An exact copy of all the data below is required.

[Dataset entries]
════

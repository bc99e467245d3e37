//! Subcommand handlers.

use std::path::{Path, PathBuf};

use anyhow::{anyhow, bail, Context, Result};
use chrono::Utc;
use jagapadi_core::history::HistorySource;
use jagapadi_core::report::{format_relative_time, report_file_name};
use jagapadi_core::store::{load_dark_mode, save_dark_mode};
use jagapadi_core::{image, Config, DetectionOrchestrator, DetectionRecord, Error, FileStore};

/// Log the core error and turn it into the message shown to the user.
fn user_error(error: Error) -> anyhow::Error {
    if error.is_validation() {
        tracing::debug!(error = %error, "Input rejected");
    } else {
        tracing::warn!(error = %error, "Command failed");
    }
    anyhow!(error.user_message())
}

/// Authenticate with `password` if given, otherwise adopt the service's session.
async fn ensure_session(orchestrator: &DetectionOrchestrator, password: Option<String>) -> Result<()> {
    match password {
        Some(password) => {
            let message = orchestrator.connect(&password).await.map_err(user_error)?;
            println!("{}", message);
        }
        None => {
            let status = orchestrator.check_status().await;
            if !status.is_connected() {
                bail!("Not connected to the detection server. Run 'connect' or pass --password.");
            }
        }
    }
    Ok(())
}

pub async fn status(orchestrator: &DetectionOrchestrator, config: &Config) -> Result<()> {
    println!("JagaPadi Detection Client");
    println!("=========================");
    println!();
    println!("Server:          {}", config.service.base_url);
    println!("Timeout:         {}s", config.service.timeout_secs);
    println!("Max Retries:     {}", config.service.max_retries);
    println!("Store:           {}", config.store_dir().display());
    println!("Config:          {}", Config::config_path().display());
    println!("Log:             {}", jagapadi_core::logging::current_log_file().display());
    println!();

    let status = orchestrator.check_status().await;
    println!("Connection:      {}", status);

    orchestrator.load_history().await;
    let stats = orchestrator.history().daily_stats();
    println!("Today:           {} detection(s), {}% accuracy", stats.detections, stats.accuracy);
    Ok(())
}

pub async fn connect(orchestrator: &DetectionOrchestrator, password: Option<String>) -> Result<()> {
    let password = password.unwrap_or_default();
    let message = orchestrator.connect(&password).await.map_err(user_error)?;
    println!("{}", message);
    Ok(())
}

pub async fn disconnect(orchestrator: &DetectionOrchestrator) -> Result<()> {
    let message = orchestrator.disconnect().await;
    println!("{}", message);
    Ok(())
}

pub async fn detect(
    orchestrator: &DetectionOrchestrator,
    path: &Path,
    password: Option<String>,
) -> Result<()> {
    let file = image::read_file(path)
        .await
        .with_context(|| format!("failed to read {}", path.display()))?;
    orchestrator.stage_image(file).await.map_err(user_error)?;

    // Loaded before the new record is appended so the persisted log keeps prior entries.
    orchestrator.load_history().await;
    ensure_session(orchestrator, password).await?;

    println!("Analyzing {}...", path.display());
    run_detection(orchestrator).await
}

pub async fn rerun(
    orchestrator: &DetectionOrchestrator,
    id: &str,
    password: Option<String>,
) -> Result<()> {
    orchestrator.load_history().await;
    if !orchestrator.rerun(id).map_err(user_error)? {
        return Err(user_error(Error::RecordNotFound(id.to_string())));
    }
    ensure_session(orchestrator, password).await?;

    println!("Re-analyzing detection #{}...", id);
    run_detection(orchestrator).await
}

async fn run_detection(orchestrator: &DetectionOrchestrator) -> Result<()> {
    match orchestrator.start_detection().await.map_err(user_error)? {
        Some(record) => {
            print_record(&record);
            Ok(())
        }
        None => bail!("Detection was cancelled"),
    }
}

fn print_record(record: &DetectionRecord) {
    println!();
    println!("Detection #{}", record.id());
    println!("  Image:           {}", record.filename());
    println!("  Pests Found:     {}", record.total_detections());
    println!("  Avg. Confidence: {}%", record.avg_confidence());
    println!("  Time:            {:.1}s", record.processing_time_seconds());

    if !record.detections().is_empty() {
        println!();
        for detection in record.detections() {
            println!("  - {} ({}%)", detection.name, detection.confidence);
        }
    }

    if !record.recommendations().is_empty() {
        println!();
        println!("Recommended actions:");
        for recommendation in record.recommendations() {
            println!("  * {}", recommendation);
        }
    }
}

pub async fn history(orchestrator: &DetectionOrchestrator, limit: Option<usize>) -> Result<()> {
    let source = orchestrator.load_history().await;
    let records = orchestrator.history().records();

    if records.is_empty() {
        println!("No detection history.");
        return Ok(());
    }

    let origin = match source {
        HistorySource::Remote => "server",
        HistorySource::Local | HistorySource::Empty => "local",
    };
    println!("Detection history ({} record(s), {})", records.len(), origin);
    println!();
    println!(
        "{:<38} {:<24} {:>6} {:>6}  WHEN",
        "ID", "IMAGE", "PESTS", "CONF"
    );

    let now = Utc::now();
    for record in records.iter().take(limit.unwrap_or(usize::MAX)) {
        println!(
            "{:<38} {:<24} {:>6} {:>5}%  {}",
            record.id(),
            truncate(record.filename(), 24),
            record.total_detections(),
            record.avg_confidence(),
            format_relative_time(record.timestamp(), now)
        );
    }
    Ok(())
}

fn truncate(s: &str, max: usize) -> String {
    if s.chars().count() <= max {
        s.to_string()
    } else {
        let kept: String = s.chars().take(max.saturating_sub(3)).collect();
        format!("{}...", kept)
    }
}

pub async fn report(
    orchestrator: &DetectionOrchestrator,
    id: &str,
    output: Option<PathBuf>,
) -> Result<()> {
    orchestrator.load_history().await;
    let history = orchestrator.history();
    let (Some(record), Some(report)) = (history.find_by_id(id), history.generate_report(id)) else {
        return Err(user_error(Error::RecordNotFound(id.to_string())));
    };

    match output {
        Some(path) => {
            let path = if path.is_dir() {
                path.join(report_file_name(&record))
            } else {
                path
            };
            std::fs::write(&path, report)
                .with_context(|| format!("failed to write {}", path.display()))?;
            println!("Report saved to {}", path.display());
        }
        None => print!("{}", report),
    }
    Ok(())
}

pub async fn stats(orchestrator: &DetectionOrchestrator) -> Result<()> {
    orchestrator.load_history().await;
    let stats = orchestrator.history().daily_stats();
    println!("Detections today: {}", stats.detections);
    println!("Accuracy:         {}%", stats.accuracy);
    Ok(())
}

pub async fn clear_history(orchestrator: &DetectionOrchestrator) -> Result<()> {
    orchestrator.clear_history().await;
    println!("Detection history cleared.");
    Ok(())
}

pub fn theme(config: &Config, dark: Option<bool>) -> Result<()> {
    let store = FileStore::new(config.store_dir());
    if let Some(dark) = dark {
        save_dark_mode(&store, dark);
    }
    let name = if load_dark_mode(&store) { "dark" } else { "light" };
    println!("Theme: {}", name);
    Ok(())
}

════

§ Solution for this task
repository bc99e467245d3e37
//! Subcommand handlers.

use std::path::{Path, PathBuf};

use anyhow::{anyhow, bail, Context, Result};
use chrono::Utc;
use jagapadi_core::history::HistorySource;
use jagapadi_core::report::{format_relative_time, report_file_name};
use jagapadi_core::store::{load_dark_mode, save_dark_mode};
use jagapadi_core::{image, Config, DetectionOrchestrator, DetectionRecord, Error, FileStore};

/// Log the core error and turn it into the message shown to the user.
fn user_error(error: Error) -> anyhow::Error {
    if error.is_validation() {
        tracing::debug!(error = %error, "Input rejected");
    } else {
        tracing::warn!(error = %error, "Command failed");
    }
    anyhow!(error.user_message())
}

/// Authenticate with `password` if given, otherwise adopt the service's session.
async fn ensure_session(orchestrator: &DetectionOrchestrator, password: Option<String>) -> Result<()> {
    match password {
        Some(password) => {
            let message = orchestrator.connect(&password).await.map_err(user_error)?;
            println!("{}", message);
        }
        None => {
            let status = orchestrator.check_status().await;
            if !status.is_connected() {
                bail!("Not connected to the detection server. Run 'connect' or pass --password.");
            }
        }
    }
    Ok(())
}

pub async fn status(orchestrator: &DetectionOrchestrator, config: &Config) -> Result<()> {
    println!("JagaPadi Detection Client");
    println!("=========================");
    println!();
    println!("Server:          {}", config.service.base_url);
    println!("Timeout:         {}s", config.service.timeout_secs);
    println!("Max Retries:     {}", config.service.max_retries);
    println!("Store:           {}", config.store_dir().display());
    println!("Config:          {}", Config::config_path().display());
    println!("Log:             {}", jagapadi_core::logging::current_log_file().display());
    println!();

    let status = orchestrator.check_status().await;
    println!("Connection:      {}", status);

    orchestrator.load_history().await;
    let stats = orchestrator.history().daily_stats();
    println!("Today:           {} detection(s), {}% accuracy", stats.detections, stats.accuracy);
    Ok(())
}

pub async fn connect(orchestrator: &DetectionOrchestrator, password: Option<String>) -> Result<()> {
    let password = password.unwrap_or_default();
    let message = orchestrator.connect(&password).await.map_err(user_error)?;
    println!("{}", message);
    Ok(())
}

pub async fn disconnect(orchestrator: &DetectionOrchestrator) -> Result<()> {
    let message = orchestrator.disconnect().await;
    println!("{}", message);
    Ok(())
}

pub async fn detect(
    orchestrator: &DetectionOrchestrator,
    path: &Path,
    password: Option<String>,
) -> Result<()> {
    let file = image::read_file(path)
        .await
        .with_context(|| format!("failed to read {}", path.display()))?;
    orchestrator.stage_image(file).await.map_err(user_error)?;

    // Loaded before the new record is appended so the persisted log keeps prior entries.
    orchestrator.load_history().await;
    ensure_session(orchestrator, password).await?;

    println!("Analyzing {}...", path.display());
    run_detection(orchestrator).await
}

pub async fn rerun(
    orchestrator: &DetectionOrchestrator,
    id: &str,
    password: Option<String>,
) -> Result<()> {
    orchestrator.load_history().await;
    if !orchestrator.rerun(id).map_err(user_error)? {
        return Err(user_error(Error::RecordNotFound(id.to_string())));
    }
    ensure_session(orchestrator, password).await?;

    println!("Re-analyzing detection #{}...", id);
    run_detection(orchestrator).await
}

async fn run_detection(orchestrator: &DetectionOrchestrator) -> Result<()> {
    match orchestrator.start_detection().await.map_err(user_error)? {
        Some(record) => {
            print_record(&record);
            Ok(())
        }
        None => bail!("Detection was cancelled"),
    }
}

fn print_record(record: &DetectionRecord) {
    println!();
    println!("Detection #{}", record.id());
    println!("  Image:           {}", record.filename());
    println!("  Pests Found:     {}", record.total_detections());
    println!("  Avg. Confidence: {}%", record.avg_confidence());
    println!("  Time:            {:.1}s", record.processing_time_seconds());

    if !record.detections().is_empty() {
        println!();
        for detection in record.detections() {
            println!("  - {} ({}%)", detection.name, detection.confidence);
        }
    }

    if !record.recommendations().is_empty() {
        println!();
        println!("Recommended actions:");
        for recommendation in record.recommendations() {
            println!("  * {}", recommendation);
        }
    }
}

pub async fn history(orchestrator: &DetectionOrchestrator, limit: Option<usize>) -> Result<()> {
    let source = orchestrator.load_history().await;
    let records = orchestrator.history().records();

    if records.is_empty() {
        println!("No detection history.");
        return Ok(());
    }

    let origin = match source {
        HistorySource::Remote => "server",
        HistorySource::Local | HistorySource::Empty => "local",
    };
    println!("Detection history ({} record(s), {})", records.len(), origin);
    println!();
    println!(
        "{:<38} {:<24} {:>6} {:>6}  WHEN",
        "ID", "IMAGE", "PESTS", "CONF"
    );

    let now = Utc::now();
    for record in records.iter().take(limit.unwrap_or(usize::MAX)) {
        println!(
            "{:<38} {:<24} {:>6} {:>5}%  {}",
            record.id(),
            truncate(record.filename(), 24),
            record.total_detections(),
            record.avg_confidence(),
            format_relative_time(record.timestamp(), now)
        );
    }
    Ok(())
}

fn truncate(s: &str, max: usize) -> String {
    if s.chars().count() <= max {
        s.to_string()
    } else {
        let kept: String = s.chars().take(max.saturating_sub(3)).collect();
        format!("{}...", kept)
    }
}

pub async fn report(
    orchestrator: &DetectionOrchestrator,
    id: &str,
    output: Option<PathBuf>,
) -> Result<()> {
    orchestrator.load_history().await;
    let history = orchestrator.history();
    let (Some(record), Some(report)) = (history.find_by_id(id), history.generate_report(id)) else {
        return Err(user_error(Error::RecordNotFound(id.to_string())));
    };

    match output {
        Some(path) => {
            let path = if path.is_dir() {
                path.join(report_file_name(&record))
            } else {
                path
            };
            std::fs::write(&path, report)
                .with_context(|| format!("failed to write {}", path.display()))?;
            println!("Report saved to {}", path.display());
        }
        None => print!("{}", report),
    }
    Ok(())
}

pub async fn stats(orchestrator: &DetectionOrchestrator) -> Result<()> {
    orchestrator.load_history().await;
    let stats = orchestrator.history().daily_stats();
    println!("Detections today: {}", stats.detections);
    println!("Accuracy:         {}%", stats.accuracy);
    Ok(())
}

pub async fn clear_history(orchestrator: &DetectionOrchestrator) -> Result<()> {
    orchestrator.clear_history().await;
    println!("Detection history cleared.");
    Ok(())
}

pub fn theme(config: &Config, dark: Option<bool>) -> Result<()> {
    let store = FileStore::new(config.store_dir());
    if let Some(dark) = dark {
        save_dark_mode(&store, dark);
    }
    let name = if load_dark_mode(&store) { "dark" } else { "light" };
    println!("Theme: {}", name);
    Ok(())
}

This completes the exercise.